*WORK ITEM*:
Repeat exactly the opening lines of the records, ending with the line that contains "use crate::core::entity::Record;".

[Saved entries]
========================================================================

//! Orders: placement pricing and status transitions
//!
//! The functions here are pure. Storage backends call them inside their
//! transactional boundary so that the in-memory and MongoDB backends share
//! one definition of what placing or updating an order means.

use crate::core::entity::Record;
use crate::core::error::{ShopError, ShopResult};
use crate::entities::{Product, round_cents};
use crate::impl_record;
use chrono::{DateTime, Utc};
use serde::{Deserialize, Serialize};
use std::collections::{BTreeMap, HashMap};
use uuid::Uuid;
use validator::Validate;

/// Fulfillment state
#[derive(Debug, Clone, Copy, PartialEq, Eq, Hash, Serialize, Deserialize)]
#[serde(rename_all = "lowercase")]
pub enum OrderStatus {
    Pending,
    Processing,
    Shipped,
    Delivered,
    Cancelled,
    Refunded,
}

/// Billing state, independent of [`OrderStatus`]
#[derive(Debug, Clone, Copy, PartialEq, Eq, Hash, Serialize, Deserialize)]
#[serde(rename_all = "lowercase")]
pub enum PaymentStatus {
    Pending,
    #[serde(alias = "paid")]
    Completed,
    Failed,
    Refunded,
}

impl OrderStatus {
    pub const ALL: [OrderStatus; 6] = [
        OrderStatus::Pending,
        OrderStatus::Processing,
        OrderStatus::Shipped,
        OrderStatus::Delivered,
        OrderStatus::Cancelled,
        OrderStatus::Refunded,
    ];

    pub fn as_str(&self) -> &'static str {
        match self {
            OrderStatus::Pending => "pending",
            OrderStatus::Processing => "processing",
            OrderStatus::Shipped => "shipped",
            OrderStatus::Delivered => "delivered",
            OrderStatus::Cancelled => "cancelled",
            OrderStatus::Refunded => "refunded",
        }
    }

    /// A customer may cancel only before the order ships
    pub fn customer_cancellable(&self) -> bool {
        matches!(self, OrderStatus::Pending | OrderStatus::Processing)
    }

    /// Whether the order still counts toward revenue and best sellers
    pub fn counts_as_sale(&self) -> bool {
        !matches!(self, OrderStatus::Cancelled | OrderStatus::Refunded)
    }
}

impl PaymentStatus {
    pub fn as_str(&self) -> &'static str {
        match self {
            PaymentStatus::Pending => "pending",
            PaymentStatus::Completed => "completed",
            PaymentStatus::Failed => "failed",
            PaymentStatus::Refunded => "refunded",
        }
    }
}

/// Price/name snapshot taken at purchase time
#[derive(Debug, Clone, PartialEq, Serialize, Deserialize)]
#[serde(rename_all = "camelCase")]
pub struct OrderItem {
    pub product: Uuid,
    pub name: String,
    #[serde(default)]
    pub image: Option<String>,
    pub price: f64,
    pub quantity: i64,
    #[serde(default)]
    pub size: Option<String>,
    #[serde(default)]
    pub color: Option<String>,
}

#[derive(Debug, Clone, PartialEq, Serialize, Deserialize, Validate)]
#[serde(rename_all = "camelCase")]
pub struct ShippingAddress {
    #[validate(length(min = 1, max = 120))]
    pub full_name: String,
    #[validate(length(min = 1, max = 250))]
    pub address: String,
    #[validate(length(min = 1, max = 120))]
    pub city: String,
    #[validate(length(min = 1, max = 20))]
    pub postal_code: String,
    #[validate(length(min = 1, max = 80))]
    pub country: String,
    #[serde(default)]
    pub phone: Option<String>,
}

#[derive(Debug, Clone, PartialEq, Serialize, Deserialize)]
#[serde(rename_all = "camelCase")]
pub struct Order {
    pub id: Uuid,
    pub user_id: Uuid,
    pub order_items: Vec<OrderItem>,
    pub shipping_address: ShippingAddress,
    pub payment_method: String,
    pub items_price: f64,
    pub shipping_price: f64,
    pub tax_price: f64,
    pub total_price: f64,
    pub order_status: OrderStatus,
    pub payment_status: PaymentStatus,
    pub is_paid: bool,
    #[serde(default)]
    pub paid_at: Option<DateTime<Utc>>,
    pub is_delivered: bool,
    #[serde(default)]
    pub delivered_at: Option<DateTime<Utc>>,
    #[serde(default)]
    pub cancelled_at: Option<DateTime<Utc>>,
    pub created_at: DateTime<Utc>,
    pub updated_at: DateTime<Utc>,
}

impl_record!(Order, "orders", "order");

/// Largest quantity a single checkout line may request
pub const MAX_LINE_QUANTITY: i64 = 10_000;

/// One requested line of a checkout
#[derive(Debug, Clone, PartialEq, Serialize, Deserialize, Validate)]
#[serde(rename_all = "camelCase")]
pub struct OrderLine {
    pub product: Uuid,
    #[validate(range(min = 1, max = 10_000))]
    pub quantity: i64,
    #[serde(default)]
    pub size: Option<String>,
    #[serde(default)]
    pub color: Option<String>,
}

/// Everything a customer submits at checkout, minus prices
#[derive(Debug, Clone)]
pub struct OrderDraft {
    pub user_id: Uuid,
    pub lines: Vec<OrderLine>,
    pub shipping_address: ShippingAddress,
    pub payment_method: String,
}

/// Shipping and tax rules applied to the items subtotal
#[derive(Debug, Clone, Copy, PartialEq, Serialize, Deserialize)]
#[serde(default)]
pub struct PricingPolicy {
    pub tax_rate: f64,
    pub flat_shipping: f64,
    pub free_shipping_threshold: f64,
}

impl Default for PricingPolicy {
    fn default() -> Self {
        Self {
            tax_rate: 0.15,
            flat_shipping: 10.0,
            free_shipping_threshold: 100.0,
        }
    }
}

impl PricingPolicy {
    /// (shipping, tax) for an items subtotal
    pub fn quote(&self, items_price: f64) -> (f64, f64) {
        let shipping = if items_price >= self.free_shipping_threshold {
            0.0
        } else {
            self.flat_shipping
        };
        let tax = round_cents(items_price * self.tax_rate);
        (round_cents(shipping), tax)
    }
}

impl OrderDraft {
    /// Requested quantity per product, duplicate lines summed.
    ///
    /// Ordered by product id so backends touch products in a stable order.
    pub fn requested_quantities(&self) -> ShopResult<BTreeMap<Uuid, i64>> {
        if self.lines.is_empty() {
            return Err(ShopError::validation("Order must contain at least one item"));
        }

        let mut requested = BTreeMap::new();
        for line in &self.lines {
            if line.quantity < 1 {
                return Err(ShopError::validation(format!(
                    "Quantity for product '{}' must be at least 1",
                    line.product
                )));
            }
            let total = requested.entry(line.product).or_insert(0i64);
            *total = total
                .checked_add(line.quantity)
                .filter(|sum| *sum <= MAX_LINE_QUANTITY)
                .ok_or_else(|| {
                    ShopError::validation(format!(
                        "Quantity for product '{}' may not exceed {}",
                        line.product, MAX_LINE_QUANTITY
                    ))
                })?;
        }
        Ok(requested)
    }

    /// Build the order from current product records.
    ///
    /// Fails if any product is missing, inactive or short on stock. Stock is
    /// not modified here.
    pub fn build(
        &self,
        products: &HashMap<Uuid, Product>,
        pricing: PricingPolicy,
        now: DateTime<Utc>,
    ) -> ShopResult<Order> {
        let requested = self.requested_quantities()?;

        for (product_id, quantity) in &requested {
            let product = products
                .get(product_id)
                .filter(|p| p.is_active)
                .ok_or_else(|| {
                    ShopError::rule(format!("Product '{}' is not available", product_id))
                })?;
            if !product.can_fulfil(*quantity) {
                return Err(ShopError::insufficient_stock(
                    product.id,
                    &product.name,
                    *quantity,
                    product.stock,
                ));
            }
        }

        let mut order_items = Vec::with_capacity(self.lines.len());
        for line in &self.lines {
            // Presence was checked above
            let Some(product) = products.get(&line.product) else {
                continue;
            };
            order_items.push(OrderItem {
                product: product.id,
                name: product.name.clone(),
                image: product.images.first().cloned(),
                price: product.price,
                quantity: line.quantity,
                size: line.size.clone(),
                color: line.color.clone(),
            });
        }

        let mut order = Order {
            id: Uuid::new_v4(),
            user_id: self.user_id,
            order_items,
            shipping_address: self.shipping_address.clone(),
            payment_method: self.payment_method.clone(),
            items_price: 0.0,
            shipping_price: 0.0,
            tax_price: 0.0,
            total_price: 0.0,
            order_status: OrderStatus::Pending,
            payment_status: PaymentStatus::Pending,
            is_paid: false,
            paid_at: None,
            is_delivered: false,
            delivered_at: None,
            cancelled_at: None,
            created_at: now,
            updated_at: now,
        };
        order.recompute_totals(pricing);
        Ok(order)
    }
}

/// Who is asking for a status change
#[derive(Debug, Clone, Copy, PartialEq, Eq)]
pub enum StatusActor {
    /// Unrestricted transitions
    Admin,
    /// The owning customer; may only cancel early orders
    Customer(Uuid),
}

/// Requested field changes; absent fields are left alone
#[derive(Debug, Clone, Copy, Default, PartialEq, Serialize, Deserialize)]
#[serde(rename_all = "camelCase")]
pub struct StatusUpdate {
    #[serde(default)]
    pub order_status: Option<OrderStatus>,
    #[serde(default)]
    pub payment_status: Option<PaymentStatus>,
}

#[derive(Debug, Clone, Copy, PartialEq)]
pub struct StatusChange {
    pub actor: StatusActor,
    pub update: StatusUpdate,
}

impl StatusChange {
    pub fn admin(update: StatusUpdate) -> Self {
        Self {
            actor: StatusActor::Admin,
            update,
        }
    }

    pub fn customer_cancel(user_id: Uuid) -> Self {
        Self {
            actor: StatusActor::Customer(user_id),
            update: StatusUpdate {
                order_status: Some(OrderStatus::Cancelled),
                payment_status: None,
            },
        }
    }
}

/// Side effects the storage layer must carry out with the order update
#[derive(Debug, Clone, Copy, PartialEq, Eq, Default)]
pub struct StatusEffect {
    /// Return every item's quantity to stock
    pub restock: bool,
}

impl Order {
    /// itemsPrice from the snapshot, shipping and tax from the policy,
    /// totalPrice = items + shipping + tax
    pub fn recompute_totals(&mut self, pricing: PricingPolicy) {
        let items: f64 = self
            .order_items
            .iter()
            .map(|item| item.price * item.quantity as f64)
            .sum();
        self.items_price = round_cents(items);
        let (shipping, tax) = pricing.quote(self.items_price);
        self.shipping_price = shipping;
        self.tax_price = tax;
        self.total_price = round_cents(self.items_price + self.shipping_price + self.tax_price);
    }

    /// Quantity per product across all items
    pub fn quantities(&self) -> BTreeMap<Uuid, i64> {
        let mut quantities = BTreeMap::new();
        for item in &self.order_items {
            let total = quantities.entry(item.product).or_insert(0i64);
            *total = total.saturating_add(item.quantity);
        }
        quantities
    }

    /// Apply a status change in place and report the stock side effect.
    pub fn apply_status_change(
        &mut self,
        change: &StatusChange,
        now: DateTime<Utc>,
    ) -> ShopResult<StatusEffect> {
        let update = change.update;
        if update.order_status.is_none() && update.payment_status.is_none() {
            return Err(ShopError::validation(
                "Provide orderStatus and/or paymentStatus",
            ));
        }

        if let StatusActor::Customer(user_id) = change.actor {
            if self.user_id != user_id {
                // Other customers' orders are invisible, not forbidden
                return Err(ShopError::not_found("order", self.id));
            }
            if update.payment_status.is_some()
                || update.order_status != Some(OrderStatus::Cancelled)
            {
                return Err(ShopError::Forbidden(
                    "Customers may only cancel their orders".to_string(),
                ));
            }
            if !self.order_status.customer_cancellable() {
                return Err(ShopError::rule(format!(
                    "Order cannot be cancelled once it is {}",
                    self.order_status.as_str()
                )));
            }
        }

        let mut effect = StatusEffect::default();

        if let Some(next) = update.order_status {
            let previous = self.order_status;
            if previous == OrderStatus::Cancelled && next != OrderStatus::Cancelled {
                return Err(ShopError::Conflict(
                    "Cancelled orders cannot be reopened".to_string(),
                ));
            }
            if next == OrderStatus::Cancelled && previous != OrderStatus::Cancelled {
                effect.restock = true;
                self.cancelled_at = Some(now);
            }
            if next == OrderStatus::Delivered {
                self.is_delivered = true;
                self.delivered_at.get_or_insert(now);
            }
            self.order_status = next;
        }

        if let Some(payment) = update.payment_status {
            if payment == PaymentStatus::Completed {
                self.is_paid = true;
                self.paid_at.get_or_insert(now);
            }
            self.payment_status = payment;
        }

        self.touch();
        Ok(effect)
    }
}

========================================================================

*ANSWER*:
//! Orders: placement pricing and status transitions
//!
//! The functions here are pure. Storage backends call them inside their
//! transactional boundary so that the in-memory and MongoDB backends share
//! one definition of what placing or updating an order means.

use crate::core::entity::Record;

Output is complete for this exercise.